UK food and drink exporters are facing further tariff uncertainty after US president Donald Trump reacted to the US Supreme Court decision to strike out his ‘Liberation Day’ tariffs with a new 15% levy.
Trump reacted angrily to the court’s decision on Friday, describing the ruling – which found he had exceeded his presidential powers in imposing the package of reciprocal tariffs last April – as “ridiculous” and “nonsensical”.
The Supreme Court decision saw six justices (including three conservatives, two of whom were appointed by Trump) vote in favour of it, with three voting against, and rendered a slew of global import tariffs imposed last year, including the baseline 10% paid by most UK food and drink exporters, as unlawful.
But by Friday evening, Trump had introduced a new, temporary 10% global tariff under the US Trade Act of 1974 – for a period of 150 days, to replace the ‘Liberation Day’ package.
Trump then quickly hiked the levy to 15% on Saturday, as the act allows for, with the White House saying tariffs “will continue to be a critical tool in president Trump’s toolbox for protecting American businesses and workers, reshoring domestic production, lowering costs, and raising wages”.
Extending the new tariff regime past the initial 150 days will require congressional approval.
The UK government is yet to comment substantively on Trump’s latest move, which will effectively increase the cost of doing business with the US by five percentage points for most UK food and drink exporters.

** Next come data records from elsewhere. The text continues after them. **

//! Test utility for the Tiger IR back end.
//!
//! Provides a builder for compiling IR text through the full pipeline
//! (parse, select, allocate) and executing the result on the MIPS32
//! emulator.
//!
//! # Example
//!
//! ```
//! use tiger_target_mips32::AllocatorKind;
//! use tiger_test_util::TigerTest;
//!
//! TigerTest::new(
//!     r#"
//! #start_function
//! void main():
//! int-list: x
//!     assign, x, 7
//!     call, puti, x
//! #end_function
//! "#,
//! )
//! .allocator(AllocatorKind::Naive)
//! .expect_output("7")
//! .run();
//! ```

mod tiger_test;

pub use tiger_test::{compile, TigerTest};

However, it has already led to calls from some businesses for a refund on the costs imposed during the previous tariff regime.

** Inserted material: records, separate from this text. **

//! Register allocation strategies.
//!
//! Both allocators consume the selector's instruction stream and rewrite
//! every virtual register operand into a physical register, synthesizing
//! spill stores and loads against per-function stack slots. The naive
//! allocator is the default; the intra-block allocator is the advanced
//! strategy.

mod intra_block;
mod naive;

use alloc::{
    collections::BTreeMap,
    string::{String, ToString},
    vec::Vec,
};
use core::ops::Range;

pub use intra_block::IntraBlockAllocator;
pub use naive::NaiveAllocator;

use mips32_asm::{addi, lw, sw, Instruction, Op, Operand, Reg, RegRef};

use crate::{abi::Abi, frame::OffsetMap};

/// A register allocation strategy: rewrite a generated instruction stream
/// into one that only references physical registers.
pub trait RegisterAllocator {
    fn allocate(&mut self, instructions: Vec<Instruction>) -> Vec<Instruction>;
}

/// `addi $sp, $sp, n`: the stack adjustment shape.
pub(crate) fn sp_adjust(inst: &Instruction) -> Option<i32> {
    if inst.op != Op::Addi {
        return None;
    }
    match inst.operands.as_slice() {
        [Operand::Reg(RegRef::Phys(Reg::SP)), Operand::Reg(RegRef::Phys(Reg::SP)), Operand::Imm(n)] => {
            Some(*n)
        }
        _ => None,
    }
}

/// `sw $ra, 0($sp)`: the return-address save.
pub(crate) fn is_ra_save(inst: &Instruction) -> bool {
    inst.op == Op::Sw
        && matches!(
            inst.operands.as_slice(),
            [
                Operand::Reg(RegRef::Phys(Reg::RA)),
                Operand::Mem {
                    base: RegRef::Phys(Reg::SP),
                    offset: 0
                }
            ]
        )
}

/// `lw $ra, 0($sp)`: the return-address restore.
pub(crate) fn is_ra_restore(inst: &Instruction) -> bool {
    inst.op == Op::Lw
        && matches!(
            inst.operands.as_slice(),
            [
                Operand::Reg(RegRef::Phys(Reg::RA)),
                Operand::Mem {
                    base: RegRef::Phys(Reg::SP),
                    offset: 0
                }
            ]
        )
}

/// `jr $ra`: the return jump.
pub(crate) fn is_return_jump(inst: &Instruction) -> bool {
    inst.op == Op::Jr
        && matches!(
            inst.operands.as_slice(),
            [Operand::Reg(RegRef::Phys(Reg::RA))]
        )
}

/// The selector's structural call shape around one `jal`.
///
/// `save` and `restore` are the generic save-all/restore-all groups the
/// allocator owns the locations for and therefore deletes; `ra_save_addi`
/// is the index of the stack adjustment starting the return-address save,
/// the point where the intra-block allocator re-emits its spill flush.
#[derive(Debug, Clone, PartialEq, Eq)]
pub(crate) struct CallShape {
    pub save: Range<usize>,
    pub ra_save_addi: usize,
    pub restore: Range<usize>,
}

/// A backward group scan: a stack adjustment followed by a non-empty run
/// of stores (or load-immediates, for materialized stack arguments) ending
/// right before `end`. Returns the index of the adjustment.
fn group_back(insts: &[Instruction], end: usize) -> Option<usize> {
    let mut i = end;
    while i > 0 && matches!(insts[i - 1].op, Op::Sw | Op::Li) {
        i -= 1;
    }
    if i == end || i == 0 {
        return None;
    }
    sp_adjust(&insts[i - 1]).map(|_| i - 1)
}

/// Whether the group starting at `start` (ending before `end`) is the
/// return-address save: `addi $sp, $sp, -4` + `sw $ra, 0($sp)`.
fn is_ra_group(insts: &[Instruction], start: usize, end: usize) -> bool {
    end - start == 2 && sp_adjust(&insts[start]) == Some(-4) && is_ra_save(&insts[start + 1])
}

impl CallShape {
    /// Match the selector's call shape around the `jal` at `jal_idx`.
    ///
    /// Returns `None` when the shape is absent (a call the selector did not
    /// lower); such a call is left untouched.
    pub(crate) fn find(insts: &[Instruction], jal_idx: usize) -> Option<CallShape> {
        // Backward: an optional stack-argument group sits between the
        // return-address save and the call.
        let first = group_back(insts, jal_idx)?;
        let ra_start = if is_ra_group(insts, first, jal_idx) {
            first
        } else {
            let second = group_back(insts, first)?;
            if !is_ra_group(insts, second, first) {
                return None;
            }
            second
        };

        // The locals-save group directly precedes the return-address save;
        // a function with no locals has none.
        let save = match group_back(insts, ra_start) {
            Some(start)
                if insts[start + 1..ra_start].iter().all(|i| i.op == Op::Sw) =>
            {
                start..ra_start
            }
            _ => ra_start..ra_start,
        };

        // Forward: optional argument pop, return-address restore, then the
        // locals-restore group.
        let mut i = jal_idx + 1;
        if sp_adjust(insts.get(i)?).map_or(false, |n| n > 0)
            && insts.get(i + 1).map_or(false, is_ra_restore)
        {
            i += 1;
        }
        if !is_ra_restore(insts.get(i)?) {
            return None;
        }
        i += 1;
        if sp_adjust(insts.get(i)?) != Some(4) {
            return None;
        }
        i += 1;

        let restore_start = i;
        while i < insts.len() && insts[i].op == Op::Lw && !is_ra_restore(&insts[i]) {
            i += 1;
        }
        let restore = if i > restore_start
            && i < insts.len()
            && sp_adjust(&insts[i]).map_or(false, |n| n > 0)
        {
            restore_start..i + 1
        } else {
            restore_start..restore_start
        };

        Some(CallShape {
            save,
            ra_save_addi: ra_start,
            restore,
        })
    }
}

/// Find the call shape around every `jal` in a stream.
pub(crate) fn call_shapes(insts: &[Instruction]) -> BTreeMap<usize, CallShape> {
    let mut shapes = BTreeMap::new();
    for (i, inst) in insts.iter().enumerate() {
        if inst.op == Op::Jal {
            if let Some(shape) = CallShape::find(insts, i) {
                shapes.insert(i, shape);
            }
        }
    }
    shapes
}

/// Rewrite one instruction against the current offset map.
///
/// Register-assigned variables rewrite in place. Spilled destinations
/// write through `$t8` with a store appended after the instruction;
/// spilled sources load into position-matched scratch before it. A
/// variable's slot is reserved on first reference, aging every older slot
/// by one word and growing the stack by one.
pub(crate) fn rewrite_instruction(
    original: &Instruction,
    map: &mut OffsetMap,
    register_map: &BTreeMap<String, Reg>,
    out: &mut Vec<Instruction>,
) {
    let mut inst = original.clone();
    let mut suffix: Vec<Instruction> = Vec::new();
    let mut taken: Vec<Reg> = original
        .operands
        .iter()
        .filter_map(|operand| operand.reg_ref())
        .filter_map(|reg| match reg {
            RegRef::Phys(p) if *p == Reg::T8 || *p == Reg::T9 => Some(*p),
            _ => None,
        })
        .collect();
    let mut materialized: BTreeMap<String, Reg> = BTreeMap::new();

    for j in 0..inst.operands.len() {
        let name = match inst.operands[j].reg_ref().and_then(|reg| reg.virt_name()) {
            Some(name) => name.to_string(),
            None => continue,
        };
        let is_dest = j == 0 && inst.op.is_def();

        if !map.contains(&name) {
            map.insert_new(&name);
            out.push(addi(Reg::SP, Reg::SP, -4));
        }

        let replacement = if is_dest {
            match register_map.get(&name) {
                Some(&reg) => reg,
                None => {
                    let offset = map
                        .byte_offset(&name)
                        .expect("destination has no stack slot");
                    suffix.push(sw(Reg::T8, Reg::SP, offset));
                    Reg::T8
                }
            }
        } else if let Some(&reg) = register_map.get(&name) {
            reg
        } else if let Some(&scratch) = materialized.get(&name) {
            scratch
        } else {
            let offset = map.byte_offset(&name).expect("source has no stack slot");
            let scratch = Abi::scratch_for(j, &taken);
            taken.push(scratch);
            materialized.insert(name, scratch);
            out.push(lw(scratch, Reg::SP, offset));
            scratch
        };
        *inst.operands[j].reg_ref_mut().expect("register operand") = RegRef::Phys(replacement);
    }

    out.push(inst);
    out.extend(suffix);
}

And the British Chambers of Commerce (BCC) warned the total tariff cost for the 40,000 UK companies exporting goods to the US could rise by as much as £3bn.
The status of the UK’s Economic Prosperity Deal – agreed with the US last May in the wake of the ‘Liberation Day’ levies – also remains unresolved.
Read more: Trump’s ‘Liberation Day’ tariffs thrown out by US Supreme Court
It comes as the Supreme Court judgment acknowledged that striking down the ‘Liberation Day’ tariffs “could generate uncertainty regarding various trade agreements” – according to testimony from Trump loyalist justice Brett Kavanaugh, who voted against the court decision.
“The United States may be required to refund billions of dollars to importers who paid the tariffs [under the International Emergency Economic Powers Act], even though some importers may have already passed on costs to consumers or others,” Kavanaugh added in his argument.
Reacting to the new 15% levies, William Bain, head of trade policy at the BCC, said UK exporters would be “dismayed at this latest turn of events”.
“We had feared that the President’s Plan B response could be worse for British businesses and so it is proving,” he added. “This will be bad for trade, bad for US consumers and businesses and weaken global economic growth. Businesses on both sides of the Atlantic need a period of clarity and certainty. Higher tariffs are not the way to achieve that.”
Bain said “the one ray of light” in this new scenario is that extending thew 15% tariff will need to be approved by Congress after 150 days. ”It is now vital that the government and business continue dialogue with their US counterparts to retain the UK’s competitive advantage and reduce tariffs as far as possible.”
A spokesperson for the UK Department for Business & Trade Told The Grocer on Friday that the court decision was “a matter for the US to determine but we will continue to support UK businesses as further details are announced”.
“The UK enjoys the lowest reciprocal tariffs globally, and under any scenario we expect our privileged trading position with the US to continue,” they added.
“We will work with the administration to understand how the ruling will affect tariffs for the UK and the rest of the world.”
DBT also stressed the Friday ruling would “not impact the majority of trade under our deal with the US, including preferential sectoral tariffs on steel, pharmaceuticals and autos”.